Por su parte, Encarna Llinares ha subrayado la ineficaz labor del Gobierno en materia de protección y defensa de los consumidores y la deficiente forma de legislar esta nueva ley. Llinares ha lamentado la poca ambición del Gobierno en la elaboración de la ley para mejorar la protección y la defensa de los consumidores y usuarios y ha destacado que ha sido una gran oportunidad perdida porque el Ejecutivo del PP se ha limitado a hacer una simple transposición de la directiva 2011/83 de la Unión Europea que establece un nuevo marco para regular los contratos a distancia y los celebrados fuera de los establecimientos mercantiles en materia de protección de los consumidores y usuarios en el espacio europeo.

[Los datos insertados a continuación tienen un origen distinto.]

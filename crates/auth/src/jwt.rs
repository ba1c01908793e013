//! HS256 JWT implementation of [`TokenService`].

use chrono::{Duration, Utc};
use jsonwebtoken::errors::ErrorKind as JwtErrorKind;
use jsonwebtoken::{Algorithm, DecodingKey, EncodingKey, Header, Validation};
use uuid::Uuid;

use pvz_core::UserId;

use crate::claims::{JwtClaims, TokenValidationError, validate_claims};
use crate::token::{AccessToken, TokenError, TokenService};

pub struct JwtManager {
    encoding: EncodingKey,
    decoding: DecodingKey,
    issuer: String,
    ttl: Duration,
}

impl JwtManager {
    pub fn new(secret: &[u8], issuer: impl Into<String>, ttl: Duration) -> Self {
        Self {
            encoding: EncodingKey::from_secret(secret),
            decoding: DecodingKey::from_secret(secret),
            issuer: issuer.into(),
            ttl,
        }
    }

    fn validation(&self) -> Validation {
        let mut validation = Validation::new(Algorithm::HS256);
        validation.leeway = 0;
        validation.set_issuer(&[self.issuer.as_str()]);
        validation.set_required_spec_claims(&["exp", "iss"]);
        validation
    }

    fn decode(&self, token: &AccessToken) -> Result<JwtClaims, TokenError> {
        let data = jsonwebtoken::decode::<JwtClaims>(token.as_str(), &self.decoding, &self.validation())
            .map_err(|e| match e.kind() {
                JwtErrorKind::ExpiredSignature => TokenError::Expired,
                _ => TokenError::Malformed(e.to_string()),
            })?;

        validate_claims(&data.claims, Utc::now()).map_err(|e| match e {
            TokenValidationError::Expired => TokenError::Expired,
            other => TokenError::Malformed(other.to_string()),
        })?;

        Ok(data.claims)
    }
}

impl core::fmt::Debug for JwtManager {
    fn fmt(&self, f: &mut core::fmt::Formatter<'_>) -> core::fmt::Result {
        f.debug_struct("JwtManager")
            .field("issuer", &self.issuer)
            .field("ttl", &self.ttl)
            .finish_non_exhaustive()
    }
}

impl TokenService for JwtManager {
    fn issue(&self, user_id: UserId) -> Result<AccessToken, TokenError> {
        let claims = JwtClaims::new(user_id.to_string(), self.issuer.clone(), Utc::now(), self.ttl);

        jsonwebtoken::encode(&Header::new(Algorithm::HS256), &claims, &self.encoding)
            .map(AccessToken::new)
            .map_err(|e| TokenError::Signing(e.to_string()))
    }

    fn resolve(&self, token: &AccessToken) -> Result<UserId, TokenError> {
        let claims = self.decode(token)?;
        let uuid = Uuid::parse_str(&claims.user_id).map_err(|_| TokenError::Unresolvable)?;
        Ok(UserId::from_uuid(uuid))
    }
}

La parlamentaria del PSOE ha insistido en que el Gobierno ha desaprovechado una oportunidad para hacer mejoras importantes en relación a la protección y defensa de los consumidores y ha recordado que, al principio de la legislatura, la ministra Ana Mato aseguró en el Senado que uno de los primeros proyectos seria la Ley de servicios de atención al cliente. En este sentido, ha puntualizado que ya han pasado más de dos años desde aquel anuncio y ha añadido que "a nivel normativo y legislativo, vemos con preocupación que no se defienden los derechos de los consumidores y los usuarios". "Este era un Momento importante para hacer reformas de más calado en relación a los consumidores y su protección", ha apostillado.

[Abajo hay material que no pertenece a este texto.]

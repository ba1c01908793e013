use axum::{
    Router,
    routing::{get, post},
};

pub mod auth;
pub mod products;
pub mod pvz;
pub mod receptions;
pub mod system;

/// Every endpoint; handlers receive the caller's token from the bearer middleware.
pub fn router() -> Router {
    Router::new()
        .route("/dummyLogin", post(auth::dummy_login))
        .route("/register", post(auth::register))
        .route("/login", post(auth::login))
        .route("/pvz", post(pvz::create_pvz).get(pvz::list_pvz))
        .route("/pvz/:pvz_id/close_last_reception", post(receptions::close_last_reception))
        .route("/pvz/:pvz_id/delete_last_product", post(products::delete_last_product))
        .route("/receptions", post(receptions::create_reception))
        .route("/products", post(products::add_product))
}
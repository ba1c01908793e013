//! Infrastructure layer: configuration, in-memory and Postgres stores.

pub mod config;
pub mod memory;
pub mod postgres;

pub use config::{AppConfig, ConfigError, StorageBackend};
pub use memory::InMemoryStore;
pub use postgres::PostgresStore;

A continuación, Encarna Llinares ha afirmado que "queremos denunciar, además, que el Gobierno aprovecha el trámite de una ley para incluir en disposiciones adicionales normas que nada tienen que ver con la regulación de la misma ley. Esto perjudica a todo lo que tiene que ver con la actividad legislativa parlamentaria y no puede ser que se aproveche el trámite de enmiendas para incluir modificaciones tan sustanciales. De hecho, la ley que estamos tramitando tenía 4 disposiciones finales en el Congreso y ha llegado al Senado con 16 disposiciones finales".
Llinares ha resaltado que su grupo parlamentario ha presentado 60 enmiendas para aumentar el marco de protección de los consumidores y usuarios, para mejorar los mecanismos individuales y colectivos de reclamación y resarcimiento de daños, para la elevación de los servicios de atención al cliente, para la protección del acoso comercial que sufren los ciudadanos a través de las líneas telefónicas y la articulación de procedimientos extrajudiciales frente al sobreendeudamiento.

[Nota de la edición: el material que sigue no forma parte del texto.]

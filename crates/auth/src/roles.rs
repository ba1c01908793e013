use serde::{Deserialize, Serialize};

use pvz_core::{DomainError, DomainResult, ValueObject};

/// Fixed user role used for access control.
///
/// Roles are not persisted as entities; the numeric id is what stores keep.
#[derive(Debug, Copy, Clone, PartialEq, Eq, Hash, Serialize, Deserialize)]
#[serde(rename_all = "snake_case")]
pub enum Role {
    Client,
    Moderator,
}

impl Role {
    pub const CLIENT_ID: i16 = 1;
    pub const MODERATOR_ID: i16 = 2;

    pub fn id(self) -> i16 {
        match self {
            Role::Client => Self::CLIENT_ID,
            Role::Moderator => Self::MODERATOR_ID,
        }
    }

    pub fn name(self) -> &'static str {
        match self {
            Role::Client => "client",
            Role::Moderator => "moderator",
        }
    }

    pub fn from_id(id: i16) -> Option<Self> {
        match id {
            Self::CLIENT_ID => Some(Role::Client),
            Self::MODERATOR_ID => Some(Role::Moderator),
            _ => None,
        }
    }

    /// Parse a role name as supplied by callers of the public API.
    ///
    /// Pickup-point staff are called "employee" externally; that name and the
    /// internal "client" both resolve to [`Role::Client`].
    pub fn from_name(name: &str) -> DomainResult<Self> {
        match name {
            "moderator" => Ok(Role::Moderator),
            "employee" | "client" => Ok(Role::Client),
            _ => Err(DomainError::UnknownRoleName),
        }
    }
}

impl ValueObject for Role {}

impl core::fmt::Display for Role {
    fn fmt(&self, f: &mut core::fmt::Formatter<'_>) -> core::fmt::Result {
        f.write_str(self.name())
    }
}

#[cfg(test)]
mod tests {
    use super::*;

    #[test]
    fn ids_round_trip() {
        for role in [Role::Client, Role::Moderator] {
            assert_eq!(Role::from_id(role.id()), Some(role));
        }
        assert_eq!(Role::from_id(7), None);
    }

    #[test]
    fn employee_is_a_client() {
        assert_eq!(Role::from_name("employee"), Ok(Role::Client));
        assert_eq!(Role::from_name("moderator"), Ok(Role::Moderator));
        assert_eq!(Role::from_name("admin"), Err(DomainError::UnknownRoleName));
    }
}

La senadora alicantina ha hecho hincapié en la enmienda socialista sobre la nueva regulación de los cigarrillos electrónicos y ha aclarado que las enmiendas que se aprobaron en el Congreso han perdido su valor debido a que entonces no se había dado luz verde a la nueva normativa europea sobre esta materia. A su juicio, el texto remitido por la Cámara Baja se queda corto en lo referido a la protección de la salud y la publicidad. "Nuestra enmienda, ha apuntado, mejora de forma notable lo estipulado en el proyecto de ley que ha entrado en el Senado. Se trata de una mejora sustancial en lo que tiene que ver con la regulación de los espacios de utilización. Además, ampliamos la prohibición al sector de la hostelería y, por tanto, equiparamos esta nueva regulación a la del tabaco en la ley 42/2010 de 30 diciembre. También proponemos una regulación más estricta de la publicidad, teniendo en cuenta las limitaciones de la directiva europea y las establecidas para la publicidad del tabaco".